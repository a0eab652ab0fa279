//! Watch mode
//!
//! After an initial full build, file-system events are debounced into pending
//! change sets and replayed as filtered rebuilds of the owning modules. When
//! the pending set grows past the configured threshold, the per-module intent
//! is discarded and one full rebuild supersedes it. Content hashing inside
//! the build pipeline filters out touch-without-change events, so editors
//! that rewrite files in place do not trigger recompilation.

use std::collections::BTreeSet;
use std::path::PathBuf;
use std::sync::atomic::{AtomicBool, Ordering};
use std::sync::{mpsc, Arc};
use std::time::{Duration, Instant};

use notify::{RecursiveMode, Watcher as _};
use serde::Serialize;

use crate::config::BuildConfig;
use crate::error::{KilnError, KilnResult};
use crate::workflow::Workflow;

/// Default debounce window between the last observed change and a rebuild
pub const DEBOUNCE_MS: u64 = 300;

#[derive(Debug, Clone, Copy)]
pub struct WatchOptions {
    pub debounce_ms: u64,
    /// Local hot-reload port pinged after each successful rebuild
    pub notify_port: Option<u16>,
}

impl Default for WatchOptions {
    fn default() -> Self {
        Self {
            debounce_ms: DEBOUNCE_MS,
            notify_port: None,
        }
    }
}

/// Watch progress events, rendered by the CLI as text or NDJSON
#[derive(Debug, Clone, Serialize)]
#[serde(tag = "event", rename_all = "snake_case")]
pub enum WatchEvent {
    Started { modules: usize },
    Rebuilding { pending: usize },
    /// Pending set exceeded the threshold; a full rebuild supersedes
    FullRebuild { pending: usize },
    Rebuilt { errors: usize, warnings: usize },
    Stopped,
}

impl WatchEvent {
    pub fn to_json(&self) -> String {
        serde_json::to_string(self).unwrap_or_else(|_| "{}".to_string())
    }
}

pub type WatchSink = Box<dyn Fn(&WatchEvent) + Send + Sync>;

/// Debounce accumulator: paths observed since the last rebuild, plus the time
/// of the most recent change.
#[derive(Debug, Default)]
pub struct PendingChanges {
    paths: BTreeSet<PathBuf>,
    last_change: Option<Instant>,
}

impl PendingChanges {
    pub fn new() -> Self {
        Self::default()
    }

    pub fn add(&mut self, path: PathBuf) {
        self.paths.insert(path);
        self.last_change = Some(Instant::now());
    }

    pub fn is_empty(&self) -> bool {
        self.paths.is_empty()
    }

    pub fn len(&self) -> usize {
        self.paths.len()
    }

    /// The set is ready once the debounce window has passed since the most
    /// recent change.
    pub fn ready(&self, now: Instant, debounce: Duration) -> bool {
        match self.last_change {
            Some(last) if !self.paths.is_empty() => now.duration_since(last) >= debounce,
            _ => false,
        }
    }

    pub fn drain(&mut self) -> BTreeSet<PathBuf> {
        self.last_change = None;
        std::mem::take(&mut self.paths)
    }
}

/// Modules whose source tree contains any of the changed paths. Paths outside
/// every configured module are dropped.
pub fn owning_modules(config: &BuildConfig, paths: &BTreeSet<PathBuf>) -> BTreeSet<String> {
    let mut modules = BTreeSet::new();
    for path in paths {
        for module in &config.modules {
            if path.starts_with(&module.path) {
                modules.insert(module.name.clone());
            }
        }
    }
    modules
}

/// The watch loop. Runs until interrupted.
pub struct WatchMode<'a> {
    config: &'a BuildConfig,
    options: WatchOptions,
    events: Option<WatchSink>,
}

impl<'a> WatchMode<'a> {
    pub fn new(config: &'a BuildConfig, options: WatchOptions) -> Self {
        Self {
            config,
            options,
            events: None,
        }
    }

    pub fn with_events(mut self, sink: WatchSink) -> Self {
        self.events = Some(sink);
        self
    }

    /// Initial full build, then rebuild on debounced changes until Ctrl-C.
    pub fn run(&self) -> KilnResult<()> {
        Workflow::new(self.config).run()?;
        self.emit(WatchEvent::Started {
            modules: self.config.modules.len(),
        });

        let (tx, rx) = mpsc::channel();
        let mut watcher = notify::recommended_watcher(move |res| {
            let _ = tx.send(res);
        })
        .map_err(|e| KilnError::Io(std::io::Error::other(e)))?;
        for module in &self.config.modules {
            watcher
                .watch(&module.path, RecursiveMode::Recursive)
                .map_err(|e| KilnError::Io(std::io::Error::other(e)))?;
        }

        let running = Arc::new(AtomicBool::new(true));
        let handler_flag = running.clone();
        ctrlc::set_handler(move || {
            handler_flag.store(false, Ordering::SeqCst);
        })
        .map_err(|e| KilnError::Io(std::io::Error::other(e)))?;

        let debounce = Duration::from_millis(self.options.debounce_ms);
        let mut pending = PendingChanges::new();

        while running.load(Ordering::SeqCst) {
            match rx.recv_timeout(Duration::from_millis(50)) {
                Ok(Ok(event)) => {
                    if event.kind.is_access() {
                        continue;
                    }
                    for path in event.paths {
                        pending.add(path);
                    }
                }
                Ok(Err(_)) => {}
                Err(mpsc::RecvTimeoutError::Timeout) => {}
                Err(mpsc::RecvTimeoutError::Disconnected) => break,
            }

            if pending.ready(Instant::now(), debounce) {
                self.rebuild(&mut pending)?;
            }
        }

        self.emit(WatchEvent::Stopped);
        Ok(())
    }

    fn rebuild(&self, pending: &mut PendingChanges) -> KilnResult<()> {
        let count = pending.len();
        let paths = pending.drain();
        let workflow = Workflow::new(self.config);

        let report = if count > self.config.rebuild_threshold {
            self.emit(WatchEvent::FullRebuild { pending: count });
            workflow.run()?
        } else {
            self.emit(WatchEvent::Rebuilding { pending: count });
            let modules = owning_modules(self.config, &paths);
            if modules.is_empty() {
                return Ok(());
            }
            workflow.run_filtered(Some(&modules))?
        };

        self.emit(WatchEvent::Rebuilt {
            errors: report.errors.len(),
            warnings: report.warnings.len(),
        });
        self.notify_reload();
        Ok(())
    }

    /// Ping the hot-reload listener, if configured. Best-effort: a dev server
    /// that is not running is not an error.
    fn notify_reload(&self) {
        let Some(port) = self.options.notify_port else {
            return;
        };
        if let Ok(mut stream) = std::net::TcpStream::connect(("127.0.0.1", port)) {
            use std::io::Write;
            let _ = stream.write_all(b"reload\n");
        }
    }

    fn emit(&self, event: WatchEvent) {
        if let Some(sink) = &self.events {
            sink(&event);
        }
    }
}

AIM OF THE TASK.
Quote exactly the lines running from the start of the listing above through the line where "use crate::config::BuildConfig;" is found, and output no other lines.

RESPONSE TO THIS TASK.
repository a0eab652ab0fa279
//! Watch mode
//!
//! After an initial full build, file-system events are debounced into pending
//! change sets and replayed as filtered rebuilds of the owning modules. When
//! the pending set grows past the configured threshold, the per-module intent
//! is discarded and one full rebuild supersedes it. Content hashing inside
//! the build pipeline filters out touch-without-change events, so editors
//! that rewrite files in place do not trigger recompilation.

use std::collections::BTreeSet;
use std::path::PathBuf;
use std::sync::atomic::{AtomicBool, Ordering};
use std::sync::{mpsc, Arc};
use std::time::{Duration, Instant};

use notify::{RecursiveMode, Watcher as _};
use serde::Serialize;

use crate::config::BuildConfig;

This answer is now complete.